In the data that follows, every line containing the word "Debug" should be returned.

> _Data listing_:
#####

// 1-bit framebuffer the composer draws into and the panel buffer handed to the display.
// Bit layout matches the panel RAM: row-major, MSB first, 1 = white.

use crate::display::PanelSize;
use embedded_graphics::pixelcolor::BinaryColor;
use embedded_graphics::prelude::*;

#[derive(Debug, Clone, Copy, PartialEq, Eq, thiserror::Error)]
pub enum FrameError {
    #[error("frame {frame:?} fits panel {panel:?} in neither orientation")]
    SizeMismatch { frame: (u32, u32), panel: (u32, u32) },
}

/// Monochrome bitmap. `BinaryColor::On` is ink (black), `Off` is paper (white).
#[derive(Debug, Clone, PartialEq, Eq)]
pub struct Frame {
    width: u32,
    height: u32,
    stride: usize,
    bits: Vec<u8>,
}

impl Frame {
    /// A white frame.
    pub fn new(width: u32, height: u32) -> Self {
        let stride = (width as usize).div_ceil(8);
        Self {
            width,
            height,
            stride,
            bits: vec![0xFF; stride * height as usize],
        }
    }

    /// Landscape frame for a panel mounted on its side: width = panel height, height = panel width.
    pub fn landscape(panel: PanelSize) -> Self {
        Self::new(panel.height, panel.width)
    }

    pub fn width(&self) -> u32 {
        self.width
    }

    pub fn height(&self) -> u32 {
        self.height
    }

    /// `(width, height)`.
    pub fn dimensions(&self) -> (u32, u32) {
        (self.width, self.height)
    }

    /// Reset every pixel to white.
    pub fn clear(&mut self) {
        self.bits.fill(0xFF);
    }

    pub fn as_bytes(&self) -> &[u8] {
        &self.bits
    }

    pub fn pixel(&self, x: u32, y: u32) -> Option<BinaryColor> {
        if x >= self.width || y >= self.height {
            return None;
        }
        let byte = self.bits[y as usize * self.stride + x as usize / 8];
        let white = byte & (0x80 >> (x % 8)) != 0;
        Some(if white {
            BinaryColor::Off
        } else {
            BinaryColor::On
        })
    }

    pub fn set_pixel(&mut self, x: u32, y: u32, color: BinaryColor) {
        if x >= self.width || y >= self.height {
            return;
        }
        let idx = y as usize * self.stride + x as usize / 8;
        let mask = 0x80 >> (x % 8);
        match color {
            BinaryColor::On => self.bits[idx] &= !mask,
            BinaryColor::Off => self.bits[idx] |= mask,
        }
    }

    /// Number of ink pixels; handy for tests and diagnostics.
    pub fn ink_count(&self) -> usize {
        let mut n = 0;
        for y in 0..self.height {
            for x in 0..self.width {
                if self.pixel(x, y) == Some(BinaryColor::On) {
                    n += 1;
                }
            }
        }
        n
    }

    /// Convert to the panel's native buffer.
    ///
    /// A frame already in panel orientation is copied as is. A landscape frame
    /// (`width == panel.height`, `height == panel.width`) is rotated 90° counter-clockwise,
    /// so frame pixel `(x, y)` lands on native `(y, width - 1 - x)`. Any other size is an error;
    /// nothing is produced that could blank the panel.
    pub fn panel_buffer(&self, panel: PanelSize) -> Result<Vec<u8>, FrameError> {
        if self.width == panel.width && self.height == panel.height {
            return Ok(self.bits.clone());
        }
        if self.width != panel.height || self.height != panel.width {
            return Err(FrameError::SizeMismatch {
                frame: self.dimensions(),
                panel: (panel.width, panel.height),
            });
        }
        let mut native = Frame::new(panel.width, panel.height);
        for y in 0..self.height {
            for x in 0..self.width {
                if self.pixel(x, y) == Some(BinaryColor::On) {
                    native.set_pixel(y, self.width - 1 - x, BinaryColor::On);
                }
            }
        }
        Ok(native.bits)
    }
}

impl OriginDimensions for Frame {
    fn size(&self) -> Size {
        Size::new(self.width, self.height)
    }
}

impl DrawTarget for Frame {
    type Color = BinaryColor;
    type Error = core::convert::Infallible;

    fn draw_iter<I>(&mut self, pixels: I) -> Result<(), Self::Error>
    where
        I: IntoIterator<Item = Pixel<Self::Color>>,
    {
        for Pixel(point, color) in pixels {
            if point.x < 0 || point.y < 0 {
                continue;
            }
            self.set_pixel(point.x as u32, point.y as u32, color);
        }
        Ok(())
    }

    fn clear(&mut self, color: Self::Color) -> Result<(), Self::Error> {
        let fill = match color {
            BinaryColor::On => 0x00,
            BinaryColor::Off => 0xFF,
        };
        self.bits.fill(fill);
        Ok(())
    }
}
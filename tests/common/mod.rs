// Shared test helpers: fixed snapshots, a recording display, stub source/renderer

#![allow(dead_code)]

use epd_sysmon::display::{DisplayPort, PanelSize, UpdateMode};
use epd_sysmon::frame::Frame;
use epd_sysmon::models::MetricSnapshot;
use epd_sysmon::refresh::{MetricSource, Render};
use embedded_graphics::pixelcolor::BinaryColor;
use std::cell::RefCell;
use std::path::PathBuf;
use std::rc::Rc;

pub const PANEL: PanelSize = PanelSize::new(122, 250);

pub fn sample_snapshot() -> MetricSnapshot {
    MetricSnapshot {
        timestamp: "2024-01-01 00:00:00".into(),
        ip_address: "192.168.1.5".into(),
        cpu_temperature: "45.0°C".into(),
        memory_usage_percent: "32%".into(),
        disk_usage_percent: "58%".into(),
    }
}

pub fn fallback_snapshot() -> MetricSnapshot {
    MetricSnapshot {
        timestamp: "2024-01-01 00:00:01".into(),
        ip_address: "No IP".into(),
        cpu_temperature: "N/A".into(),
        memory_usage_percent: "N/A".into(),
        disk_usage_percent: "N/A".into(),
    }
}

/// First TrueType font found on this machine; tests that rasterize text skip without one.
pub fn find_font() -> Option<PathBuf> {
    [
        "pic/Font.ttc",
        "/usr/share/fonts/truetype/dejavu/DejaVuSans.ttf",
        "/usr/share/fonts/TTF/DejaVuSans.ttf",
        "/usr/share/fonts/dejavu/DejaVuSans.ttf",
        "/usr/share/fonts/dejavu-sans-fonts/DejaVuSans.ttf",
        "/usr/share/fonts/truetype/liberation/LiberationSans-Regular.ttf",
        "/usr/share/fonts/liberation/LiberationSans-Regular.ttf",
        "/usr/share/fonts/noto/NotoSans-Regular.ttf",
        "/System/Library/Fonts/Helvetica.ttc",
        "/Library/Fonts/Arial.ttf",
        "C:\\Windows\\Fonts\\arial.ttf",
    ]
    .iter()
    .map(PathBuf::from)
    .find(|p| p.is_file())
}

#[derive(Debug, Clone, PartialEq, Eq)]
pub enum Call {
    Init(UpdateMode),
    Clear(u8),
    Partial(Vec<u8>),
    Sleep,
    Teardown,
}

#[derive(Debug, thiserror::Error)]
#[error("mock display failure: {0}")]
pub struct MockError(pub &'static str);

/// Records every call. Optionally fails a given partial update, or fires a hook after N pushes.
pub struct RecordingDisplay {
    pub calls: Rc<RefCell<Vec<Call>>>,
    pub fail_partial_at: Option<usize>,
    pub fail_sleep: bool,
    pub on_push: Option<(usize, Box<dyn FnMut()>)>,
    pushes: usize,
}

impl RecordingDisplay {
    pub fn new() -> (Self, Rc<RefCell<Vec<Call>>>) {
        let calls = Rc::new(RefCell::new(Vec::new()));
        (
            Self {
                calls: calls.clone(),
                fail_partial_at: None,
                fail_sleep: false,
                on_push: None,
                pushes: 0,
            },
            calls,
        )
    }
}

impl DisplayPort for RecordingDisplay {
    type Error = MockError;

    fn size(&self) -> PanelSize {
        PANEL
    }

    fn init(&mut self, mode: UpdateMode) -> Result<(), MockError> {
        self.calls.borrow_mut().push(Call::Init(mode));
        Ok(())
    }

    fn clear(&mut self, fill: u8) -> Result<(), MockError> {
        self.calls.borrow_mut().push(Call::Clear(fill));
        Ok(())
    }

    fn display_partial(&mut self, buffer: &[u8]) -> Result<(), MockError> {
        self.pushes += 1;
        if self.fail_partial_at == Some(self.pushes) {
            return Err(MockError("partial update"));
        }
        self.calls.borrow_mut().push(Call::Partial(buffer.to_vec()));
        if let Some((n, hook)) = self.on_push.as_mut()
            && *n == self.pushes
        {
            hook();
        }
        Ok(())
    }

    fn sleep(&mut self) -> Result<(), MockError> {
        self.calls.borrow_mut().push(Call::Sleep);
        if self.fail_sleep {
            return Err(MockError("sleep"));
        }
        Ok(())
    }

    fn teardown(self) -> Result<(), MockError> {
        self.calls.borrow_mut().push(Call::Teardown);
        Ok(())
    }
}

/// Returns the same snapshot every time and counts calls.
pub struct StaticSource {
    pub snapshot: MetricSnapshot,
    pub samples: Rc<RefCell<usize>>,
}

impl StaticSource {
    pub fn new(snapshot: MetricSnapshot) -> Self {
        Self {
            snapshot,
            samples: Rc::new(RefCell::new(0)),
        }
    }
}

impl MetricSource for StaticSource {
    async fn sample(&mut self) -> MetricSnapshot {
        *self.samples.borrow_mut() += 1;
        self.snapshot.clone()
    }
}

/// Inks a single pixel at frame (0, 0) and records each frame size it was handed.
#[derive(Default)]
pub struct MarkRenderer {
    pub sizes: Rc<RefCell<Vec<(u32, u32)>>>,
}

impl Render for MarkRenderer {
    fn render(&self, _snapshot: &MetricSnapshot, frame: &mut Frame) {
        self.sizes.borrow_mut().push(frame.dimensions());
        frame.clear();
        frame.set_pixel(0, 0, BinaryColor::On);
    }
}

#####

> _Solution for this exercise_:
#[derive(Debug, Clone, Copy, PartialEq, Eq, thiserror::Error)]
#[derive(Debug, Clone, PartialEq, Eq)]
#[derive(Debug, Clone, PartialEq, Eq)]
#[derive(Debug, thiserror::Error)]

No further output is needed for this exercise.